■ What you will do ■
From the records below, find each line with the string "reduced" and copy it.

■ The input ■

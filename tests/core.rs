use briny_grad::approx::{ApproxEquality, approx_eq};
use briny_grad::backprop::{self, GradMode};
use briny_grad::backend::Backend;
use briny_grad::graph::{Context, EvalMode};
use briny_grad::ops::Operator;
use briny_grad::{AutogradError, NdArray, Tensor, array, nn};
use rand::rngs::StdRng;
use rand::{Rng, SeedableRng};
use std::sync::atomic::{AtomicUsize, Ordering};
use std::sync::{Arc, Barrier};
use std::thread;
use std::time::Duration;

fn random(rng: &mut StdRng, shape: &[usize]) -> NdArray {
    let n = shape.iter().product();
    let data = (0..n).map(|_| rng.random_range(-1.0..1.0)).collect();
    NdArray::new(shape.to_vec(), data).unwrap()
}

#[test]
fn test_shape_mismatch_is_an_error() {
    let ctx = Context::cpu();
    let a = ctx.parameter(NdArray::ones(&[2, 3]));
    let b = ctx.parameter(NdArray::ones(&[4, 3]));
    let err = a.add(&b).unwrap_err();
    assert!(matches!(err, AutogradError::ShapeMismatch { op: "add", .. }));
}

#[test]
fn test_add_backprop_scalar() {
    let ctx = Context::cpu();
    let a = ctx.parameter(array!(2.0));
    let b = ctx.parameter(array!(3.0));
    let y = (&a + &b).unwrap();
    y.backward().unwrap();
    assert_eq!(y.item().unwrap(), 5.0);
    assert_eq!(a.grad().unwrap().item().unwrap(), 1.0);
    assert_eq!(b.grad().unwrap().item().unwrap(), 1.0);
}

#[test]
fn test_mul_backprop_scalar() {
    let ctx = Context::cpu();
    let a = ctx.parameter(array!(2.0));
    let b = ctx.parameter(array!(3.0));
    let y = (&a * &b).unwrap();
    y.backward().unwrap();
    assert_eq!(y.item().unwrap(), 6.0);
    assert_eq!(a.grad().unwrap().item().unwrap(), 3.0);
    assert_eq!(b.grad().unwrap().item().unwrap(), 2.0);
}

#[test]
fn test_broadcast_gradient_reduction() {
    let ctx = Context::cpu();
    let x = ctx.parameter(array!([[1.0], [2.0], [3.0]]));
    let y = x.broadcast_to(&[3, 4]).unwrap().sum(None).unwrap();
    y.backward().unwrap();
    let grad = x.grad().unwrap();
    assert_eq!(grad.shape().unwrap(), &[3, 1]);
    assert!(grad.realize().unwrap().data().iter().all(|&g| g == 4.0));
}

#[test]
fn test_implicit_broadcast_in_binary_ops() {
    let ctx = Context::cpu();
    let m = ctx.parameter(NdArray::ones(&[2, 3]));
    let bias = ctx.parameter(array!([1.0, 2.0, 3.0]));
    let y = m.add(&bias).unwrap().sum(None).unwrap();
    assert_eq!(y.item().unwrap(), 18.0);
    y.backward().unwrap();
    assert_eq!(bias.grad().unwrap().to_array().unwrap(), array!([2.0, 2.0, 2.0]));
    assert_eq!(m.grad().unwrap().to_array().unwrap(), NdArray::ones(&[2, 3]));
}

#[test]
fn test_matmul_shapes() {
    let ctx = Context::cpu();
    let a = ctx.parameter(NdArray::ones(&[2, 3]));
    let b = ctx.parameter(NdArray::ones(&[3, 4]));
    assert_eq!(a.matmul(&b).unwrap().shape().unwrap(), &[2, 4]);
    let err = a.matmul(&a).unwrap_err();
    assert!(err.is_shape_mismatch());
}

#[test]
fn test_two_layer_forward() {
    let mut rng = StdRng::seed_from_u64(7);
    let ctx = Context::cpu();
    let x = ctx.constant(random(&mut rng, &[100, 784]));
    let w1 = ctx.parameter(random(&mut rng, &[784, 128]));
    let w2 = ctx.parameter(random(&mut rng, &[128, 10]));

    let logits = x.matmul(&w1).unwrap().relu().unwrap().matmul(&w2).unwrap();
    assert_eq!(logits.shape().unwrap(), &[100, 10]);
    assert!(logits.realize().unwrap().data().iter().all(|v| v.is_finite()));

    let labels: Vec<usize> = (0..100).map(|i| i % 10).collect();
    let y = nn::one_hot(&ctx, &labels, 10).unwrap();
    let loss = nn::softmax_loss(&logits, &y).unwrap();
    loss.backward().unwrap();
    assert_eq!(w1.grad().unwrap().shape().unwrap(), &[784, 128]);
    assert_eq!(w2.grad().unwrap().shape().unwrap(), &[128, 10]);
}

#[test]
fn test_relu_at_zero() {
    let ctx = Context::cpu();
    let x = ctx.parameter(array!([0.0]));
    x.relu().unwrap().backward().unwrap();
    assert_eq!(x.grad().unwrap().item().unwrap(), 0.0);
}

#[test]
fn test_accumulation_property() {
    let mut rng = StdRng::seed_from_u64(11);
    let value = random(&mut rng, &[3, 2]);
    let f = |v: &Tensor| v.exp().unwrap().sum(None).unwrap();
    let g = |v: &Tensor| v.mul(v).unwrap().mul_scalar(3.0).unwrap().sum(None).unwrap();

    let ctx = Context::cpu();
    let separate = |build: &dyn Fn(&Tensor) -> Tensor| {
        let v = ctx.parameter(value.clone());
        build(&v).backward().unwrap();
        v.grad().unwrap().to_array().unwrap()
    };
    let grad_f = separate(&f);
    let grad_g = separate(&g);

    let v = ctx.parameter(value.clone());
    f(&v).add(&g(&v)).unwrap().backward().unwrap();
    let joint = v.grad().unwrap().to_array().unwrap();

    let summed: Vec<f64> = grad_f.data().iter().zip(grad_g.data()).map(|(a, b)| a + b).collect();
    assert!(approx_eq(joint.data(), &summed[..]));
}

#[test]
fn test_backward_without_leaves_is_a_no_op() {
    let ctx = Context::cpu();
    let y = ctx.constant(array!([1.0, 2.0])).sum(None).unwrap();
    assert_eq!(backprop::backward(&y, None, GradMode::Overwrite).unwrap(), 0);
    y.backward().unwrap();
    assert!(y.grad().is_none());
}

#[test]
fn test_lazy_and_eager_agree() {
    let mut rng = StdRng::seed_from_u64(3);
    let xv = random(&mut rng, &[4, 5]);
    let wv = random(&mut rng, &[5, 2]);

    let run = |mode: EvalMode| {
        let ctx = Context::builder().mode(mode).build();
        let x = ctx.constant(xv.clone());
        let w = ctx.parameter(wv.clone());
        let loss = x.matmul(&w).unwrap().relu().unwrap().powi(2).unwrap().sum(None).unwrap();
        loss.backward().unwrap();
        (loss.item().unwrap(), w.grad().unwrap().to_array().unwrap())
    };
    let (eager_loss, eager_grad) = run(EvalMode::Eager);
    let (lazy_loss, lazy_grad) = run(EvalMode::Lazy);
    assert_eq!(eager_loss, lazy_loss);
    assert!(eager_grad.all_close(&lazy_grad, ApproxEquality::Precise));
}

#[test]
fn test_shared_lazy_node_realizes_from_many_threads() {
    let ctx = Context::builder().mode(EvalMode::Lazy).build();
    let x = ctx.parameter(NdArray::ones(&[64, 64]));
    let y = Arc::new(x.matmul(&x).unwrap().sum(None).unwrap());

    let handles: Vec<_> = (0..4)
        .map(|_| {
            let y = Arc::clone(&y);
            thread::spawn(move || y.item().unwrap())
        })
        .collect();
    for handle in handles {
        assert_eq!(handle.join().unwrap(), 64.0 * 64.0 * 64.0);
    }
}

static SLOW_COPIES: AtomicUsize = AtomicUsize::new(0);

#[derive(Debug)]
struct SlowCopy;

impl Operator for SlowCopy {
    fn name(&self) -> &'static str {
        "slow_copy"
    }

    fn arity(&self) -> usize {
        1
    }

    fn compute(&self, _: &dyn Backend, inputs: &[&NdArray]) -> briny_grad::Result<NdArray> {
        SLOW_COPIES.fetch_add(1, Ordering::SeqCst);
        thread::sleep(Duration::from_millis(50));
        Ok(inputs[0].clone())
    }
}

#[test]
fn test_racing_threads_compute_a_lazy_node_once() {
    let ctx = Context::builder().mode(EvalMode::Lazy).build();
    let x = ctx.constant(array!([1.0, 2.0, 3.0]));
    let y = Arc::new(Tensor::from_op(Box::new(SlowCopy), vec![x]).unwrap());
    let start = Arc::new(Barrier::new(4));

    let handles: Vec<_> = (0..4)
        .map(|_| {
            let y = Arc::clone(&y);
            let start = Arc::clone(&start);
            thread::spawn(move || {
                start.wait();
                y.to_array().unwrap()
            })
        })
        .collect();
    for handle in handles {
        assert_eq!(handle.join().unwrap(), array!([1.0, 2.0, 3.0]));
    }
    assert_eq!(SLOW_COPIES.load(Ordering::SeqCst), 1);
}

#[test]
fn test_deep_chain_does_not_overflow_the_stack() {
    let ctx = Context::builder().mode(EvalMode::Lazy).build();
    let x = ctx.parameter(array!([1.0]));
    let mut y = x.clone();
    for _ in 0..20_000 {
        y = y.add_scalar(1.0).unwrap();
    }
    assert_eq!(y.item().unwrap(), 20_001.0);
    y.backward().unwrap();
    assert_eq!(x.grad().unwrap().item().unwrap(), 1.0);
}
//! Parallel CPU backend.
//!
//! This is the default [`Backend`]. Element-wise maps, broadcasts, axis
//! permutations and matrix-multiply rows are spread over the
//! [`rayon`](https://docs.rs/rayon) pool once the amount of work crosses the
//! configured threshold; smaller arrays run on the calling thread because
//! scheduling would cost more than the arithmetic.
//!
//! ## Design Goals
//!
//! - Deterministic results: the parallel and sequential paths produce
//!   identical output (every element is computed by exactly one task)
//! - No dependencies beyond `rayon`
//! - Pure kernels: operands are borrowed, results are freshly allocated

use super::{Backend, BinaryOp, ScalarOp, UnaryOp, broadcast_shapes};
use crate::array::{NdArray, numel, row_major_strides};
use crate::error::{AutogradError, Result};
use rayon::prelude::*;

/// Element count from which [`CpuBackend::new`] parallelises a kernel.
pub const DEFAULT_PARALLEL_THRESHOLD: usize = 4096;

/// Reference CPU implementation of [`Backend`].
#[derive(Debug, Clone, Copy, PartialEq, Eq)]
pub struct CpuBackend {
    parallel_threshold: usize,
}

impl Default for CpuBackend {
    fn default() -> Self {
        Self::new()
    }
}

impl CpuBackend {
    /// A backend that parallelises kernels of at least
    /// [`DEFAULT_PARALLEL_THRESHOLD`] elements.
    #[must_use]
    pub const fn new() -> Self {
        Self {
            parallel_threshold: DEFAULT_PARALLEL_THRESHOLD,
        }
    }

    /// A backend that never leaves the calling thread.
    #[must_use]
    pub const fn sequential() -> Self {
        Self {
            parallel_threshold: usize::MAX,
        }
    }

    /// Sets the amount of work (in multiply-adds or output elements) from
    /// which kernels run on the rayon pool.
    #[must_use]
    pub const fn with_parallel_threshold(mut self, threshold: usize) -> Self {
        self.parallel_threshold = threshold;
        self
    }

    /// The configured parallelisation threshold.
    #[must_use]
    pub const fn parallel_threshold(&self) -> usize {
        self.parallel_threshold
    }

    fn is_parallel(&self, work: usize) -> bool {
        work >= self.parallel_threshold
    }

    fn map<F>(&self, x: &NdArray, f: F) -> NdArray
    where
        F: Fn(f64) -> f64 + Send + Sync,
    {
        let data = if self.is_parallel(x.len()) {
            x.data().par_iter().map(|&v| f(v)).collect()
        } else {
            x.data().iter().map(|&v| f(v)).collect()
        };
        NdArray::from_parts(x.shape().to_vec(), data)
    }

    /// Reads `src` through `strides` for every index of `shape`.
    fn gather(&self, shape: &[usize], strides: &[usize], src: &[f64]) -> Vec<f64> {
        let n = numel(shape);
        let read = |i: usize| src[offset(i, shape, strides)];
        if self.is_parallel(n) {
            (0..n).into_par_iter().map(read).collect()
        } else {
            (0..n).map(read).collect()
        }
    }
}

impl Backend for CpuBackend {
    fn name(&self) -> &'static str {
        "cpu"
    }

    fn binary(&self, op: BinaryOp, lhs: &NdArray, rhs: &NdArray) -> Result<NdArray> {
        if lhs.shape() == rhs.shape() {
            let data = if self.is_parallel(lhs.len()) {
                lhs.data()
                    .par_iter()
                    .zip(rhs.data())
                    .map(|(&a, &b)| op.apply(a, b))
                    .collect()
            } else {
                lhs.data()
                    .iter()
                    .zip(rhs.data())
                    .map(|(&a, &b)| op.apply(a, b))
                    .collect()
            };
            return Ok(NdArray::from_parts(lhs.shape().to_vec(), data));
        }

        let shape = broadcast_shapes(lhs.shape(), rhs.shape()).map_err(|_| {
            AutogradError::shape(
                op.name(),
                format!("cannot broadcast {:?} with {:?}", lhs.shape(), rhs.shape()),
            )
        })?;
        let lhs_strides = broadcast_strides(lhs.shape(), &shape);
        let rhs_strides = broadcast_strides(rhs.shape(), &shape);
        let (a, b) = (lhs.data(), rhs.data());
        let eval = |i: usize| {
            op.apply(
                a[offset(i, &shape, &lhs_strides)],
                b[offset(i, &shape, &rhs_strides)],
            )
        };

        let n = numel(&shape);
        let data = if self.is_parallel(n) {
            (0..n).into_par_iter().map(eval).collect()
        } else {
            (0..n).map(eval).collect()
        };
        Ok(NdArray::from_parts(shape, data))
    }

    fn scalar(&self, op: ScalarOp, x: &NdArray, scalar: f64) -> NdArray {
        self.map(x, |v| op.apply(v, scalar))
    }

    fn unary(&self, op: UnaryOp, x: &NdArray) -> NdArray {
        self.map(x, |v| op.apply(v))
    }

    fn powi(&self, x: &NdArray, exponent: i32) -> NdArray {
        self.map(x, |v| v.powi(exponent))
    }

    fn positive_mask(&self, x: &NdArray) -> NdArray {
        self.map(x, |v| if v > 0.0 { 1.0 } else { 0.0 })
    }

    fn sum(&self, x: &NdArray, axes: Option<&[usize]>) -> Result<NdArray> {
        let Some(axes) = axes else {
            return Ok(NdArray::scalar(x.data().iter().sum()));
        };

        let ndim = x.ndim();
        let mut reduced = vec![false; ndim];
        for &axis in axes {
            if axis >= ndim {
                return Err(AutogradError::shape(
                    "summation",
                    format!("axis {axis} is out of range for shape {:?}", x.shape()),
                ));
            }
            if reduced[axis] {
                return Err(AutogradError::shape(
                    "summation",
                    format!("axis {axis} is repeated in {axes:?}"),
                ));
            }
            reduced[axis] = true;
        }

        let out_shape: Vec<usize> = x
            .shape()
            .iter()
            .zip(&reduced)
            .filter(|&(_, &r)| !r)
            .map(|(&d, _)| d)
            .collect();
        let out_strides = row_major_strides(&out_shape);

        // reduced axes scatter with stride 0 so their elements collide
        let mut scatter = vec![0; ndim];
        let mut kept = out_strides.iter();
        for (stride, &r) in scatter.iter_mut().zip(&reduced) {
            if !r {
                *stride = kept.next().copied().unwrap_or(0);
            }
        }

        let mut out = vec![0.0; numel(&out_shape)];
        for (i, &v) in x.data().iter().enumerate() {
            out[offset(i, x.shape(), &scatter)] += v;
        }
        Ok(NdArray::from_parts(out_shape, out))
    }

    fn broadcast_to(&self, x: &NdArray, shape: &[usize]) -> Result<NdArray> {
        let incompatible = || {
            AutogradError::shape(
                "broadcast_to",
                format!("cannot broadcast {:?} to {shape:?}", x.shape()),
            )
        };
        let lead = shape
            .len()
            .checked_sub(x.ndim())
            .ok_or_else(incompatible)?;
        let fits = x
            .shape()
            .iter()
            .zip(&shape[lead..])
            .all(|(&d, &t)| d == t || d == 1);
        if !fits {
            return Err(incompatible());
        }

        let strides = broadcast_strides(x.shape(), shape);
        let data = self.gather(shape, &strides, x.data());
        Ok(NdArray::from_parts(shape.to_vec(), data))
    }

    fn reshape(&self, x: &NdArray, shape: &[usize]) -> Result<NdArray> {
        if numel(shape) != x.len() {
            return Err(AutogradError::shape(
                "reshape",
                format!("cannot reshape {:?} into {shape:?}", x.shape()),
            ));
        }
        Ok(NdArray::from_parts(shape.to_vec(), x.data().to_vec()))
    }

    fn permute(&self, x: &NdArray, axes: &[usize]) -> Result<NdArray> {
        let ndim = x.ndim();
        let mut seen = vec![false; ndim];
        let valid = axes.len() == ndim
            && axes
                .iter()
                .all(|&a| a < ndim && !std::mem::replace(&mut seen[a], true));
        if !valid {
            return Err(AutogradError::shape(
                "transpose",
                format!("{axes:?} is not a permutation of the axes of {:?}", x.shape()),
            ));
        }

        let src_strides = row_major_strides(x.shape());
        let shape: Vec<usize> = axes.iter().map(|&a| x.shape()[a]).collect();
        let strides: Vec<usize> = axes.iter().map(|&a| src_strides[a]).collect();
        let data = self.gather(&shape, &strides, x.data());
        Ok(NdArray::from_parts(shape, data))
    }

    fn matmul(&self, lhs: &NdArray, rhs: &NdArray) -> Result<NdArray> {
        let (a_shape, b_shape) = (lhs.shape(), rhs.shape());
        if a_shape.len() < 2 || b_shape.len() < 2 {
            return Err(AutogradError::shape(
                "matmul",
                format!("operands need rank >= 2, got {a_shape:?} @ {b_shape:?}"),
            ));
        }

        let (a_batch, a_mat) = a_shape.split_at(a_shape.len() - 2);
        let (b_batch, b_mat) = b_shape.split_at(b_shape.len() - 2);
        let (m, k) = (a_mat[0], a_mat[1]);
        let (k2, n) = (b_mat[0], b_mat[1]);
        if k != k2 {
            return Err(AutogradError::shape(
                "matmul",
                format!("inner dimensions must match, got {a_shape:?} @ {b_shape:?}"),
            ));
        }

        let batch = broadcast_shapes(a_batch, b_batch).map_err(|_| {
            AutogradError::shape(
                "matmul",
                format!("batch dimensions do not broadcast in {a_shape:?} @ {b_shape:?}"),
            )
        })?;
        // strides in whole matrices
        let a_strides = broadcast_strides(a_batch, &batch);
        let b_strides = broadcast_strides(b_batch, &batch);

        let mut shape = batch.clone();
        shape.extend([m, n]);
        let mut out = vec![0.0; numel(&shape)];
        let (a, b) = (lhs.data(), rhs.data());

        let row = |(r, out_row): (usize, &mut [f64])| {
            let (bi, i) = (r / m, r % m);
            let a_base = offset(bi, &batch, &a_strides) * m * k + i * k;
            let b_base = offset(bi, &batch, &b_strides) * k * n;
            for (l, &a_il) in a[a_base..a_base + k].iter().enumerate() {
                let b_row = &b[b_base + l * n..b_base + (l + 1) * n];
                for (o, &b_lj) in out_row.iter_mut().zip(b_row) {
                    *o += a_il * b_lj;
                }
            }
        };

        if n > 0 {
            if self.is_parallel(out.len() * k.max(1)) {
                out.par_chunks_mut(n).enumerate().for_each(row);
            } else {
                out.chunks_mut(n).enumerate().for_each(row);
            }
        }
        Ok(NdArray::from_parts(shape, out))
    }
}

/// Strides of `src` when read as the broadcast shape `out`.
///
/// Missing leading axes and size-1 axes get stride 0. Requires
/// `out.len() >= src.len()`.
fn broadcast_strides(src: &[usize], out: &[usize]) -> Vec<usize> {
    let src_strides = row_major_strides(src);
    let lead = out.len() - src.len();
    (0..out.len())
        .map(|i| match i.checked_sub(lead) {
            Some(j) if src[j] != 1 => src_strides[j],
            _ => 0,
        })
        .collect()
}

/// Memory offset of row-major index `flat` of `shape` under `strides`.
///
/// `shape` must not contain a zero dimension.
#[inline]
fn offset(mut flat: usize, shape: &[usize], strides: &[usize]) -> usize {
    let mut off = 0;
    for (&dim, &stride) in shape.iter().zip(strides).rev() {
        off += (flat % dim) * stride;
        flat /= dim;
    }
    off
}

#[cfg(test)]
mod tests {
    use super::*;
    use crate::array;

    #[test]
    fn binary_broadcasts_column_against_row() {
        let cpu = CpuBackend::new();
        let col = array!([[1.0], [2.0], [3.0]]);
        let row = array!([10.0, 20.0]);
        let out = cpu.binary(BinaryOp::Add, &col, &row).unwrap();
        assert_eq!(out.shape(), &[3, 2]);
        assert_eq!(out.data(), &[11.0, 21.0, 12.0, 22.0, 13.0, 23.0]);
    }

    #[test]
    fn binary_rejects_incompatible_shapes() {
        let cpu = CpuBackend::new();
        let err = cpu
            .binary(BinaryOp::Mul, &NdArray::ones(&[2, 3]), &NdArray::ones(&[3, 2]))
            .unwrap_err();
        assert!(err.is_shape_mismatch());
    }

    #[test]
    fn sum_over_axes_drops_them() {
        let cpu = CpuBackend::new();
        let x = array!([[1.0, 2.0, 3.0], [4.0, 5.0, 6.0]]);
        assert_eq!(cpu.sum(&x, Some(&[0])).unwrap().data(), &[5.0, 7.0, 9.0]);
        assert_eq!(cpu.sum(&x, Some(&[1])).unwrap().data(), &[6.0, 15.0]);
        let all = cpu.sum(&x, None).unwrap();
        assert!(all.shape().is_empty());
        assert_eq!(all.item().unwrap(), 21.0);
        assert_eq!(cpu.sum(&x, Some(&[])).unwrap(), x);
        assert!(cpu.sum(&x, Some(&[2])).is_err());
        assert!(cpu.sum(&x, Some(&[1, 1])).is_err());
    }

    #[test]
    fn permute_swaps_axes() {
        let cpu = CpuBackend::new();
        let x = array!([[1.0, 2.0, 3.0], [4.0, 5.0, 6.0]]);
        let t = cpu.permute(&x, &[1, 0]).unwrap();
        assert_eq!(t.shape(), &[3, 2]);
        assert_eq!(t.data(), &[1.0, 4.0, 2.0, 5.0, 3.0, 6.0]);
        assert!(cpu.permute(&x, &[0, 0]).is_err());
    }

    #[test]
    fn broadcast_to_adds_leading_axes() {
        let cpu = CpuBackend::new();
        let x = array!([[1.0], [2.0]]);
        let b = cpu.broadcast_to(&x, &[2, 2, 3]).unwrap();
        assert_eq!(b.shape(), &[2, 2, 3]);
        assert_eq!(&b.data()[..6], &[1.0, 1.0, 1.0, 2.0, 2.0, 2.0]);
        assert!(cpu.broadcast_to(&x, &[3]).is_err());
        assert!(cpu.broadcast_to(&x, &[3, 3]).is_err());
    }

    #[test]
    fn matmul_matches_hand_computation() {
        let cpu = CpuBackend::new();
        let a = array!([[1.0, 2.0, 3.0], [4.0, 5.0, 6.0]]);
        let b = array!([[7.0, 8.0], [9.0, 10.0], [11.0, 12.0]]);
        let c = cpu.matmul(&a, &b).unwrap();
        assert_eq!(c.shape(), &[2, 2]);
        assert_eq!(c.data(), &[58.0, 64.0, 139.0, 154.0]);
    }

    #[test]
    fn matmul_broadcasts_batch_dims() {
        let cpu = CpuBackend::new();
        let a = NdArray::new(vec![2, 2, 3], (0..12).map(|v| v as f64).collect()).unwrap();
        let b = array!([[1.0, 0.0], [0.0, 1.0], [1.0, 1.0]]);
        let c = cpu.matmul(&a, &b).unwrap();
        assert_eq!(c.shape(), &[2, 2, 2]);
        assert_eq!(c.data(), &[2.0, 3.0, 8.0, 9.0, 14.0, 15.0, 20.0, 21.0]);
    }

    #[test]
    fn matmul_rejects_bad_inner_dims() {
        let cpu = CpuBackend::new();
        let err = cpu
            .matmul(&NdArray::ones(&[2, 3]), &NdArray::ones(&[4, 2]))
            .unwrap_err();
        assert!(err.is_shape_mismatch());
        assert!(cpu.matmul(&NdArray::ones(&[3]), &NdArray::ones(&[3, 1])).is_err());
    }

    #[test]
    fn parallel_and_sequential_paths_agree() {
        let a = NdArray::new(vec![64, 48], (0..64 * 48).map(|v| (v % 7) as f64 - 3.0).collect())
            .unwrap();
        let b = NdArray::new(vec![48, 80], (0..48 * 80).map(|v| (v % 5) as f64 * 0.5).collect())
            .unwrap();
        let par = CpuBackend::new().with_parallel_threshold(1);
        let seq = CpuBackend::sequential();
        assert_eq!(par.matmul(&a, &b).unwrap(), seq.matmul(&a, &b).unwrap());
        assert_eq!(
            par.permute(&a, &[1, 0]).unwrap(),
            seq.permute(&a, &[1, 0]).unwrap()
        );
        assert_eq!(
            par.unary(UnaryOp::Exp, &a),
            seq.unary(UnaryOp::Exp, &a)
        );
    }
}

■ Your response ■
        let mut reduced = vec![false; ndim];
            if reduced[axis] {
            reduced[axis] = true;
            .zip(&reduced)
        // reduced axes scatter with stride 0 so their elements collide
        for (stride, &r) in scatter.iter_mut().zip(&reduced) {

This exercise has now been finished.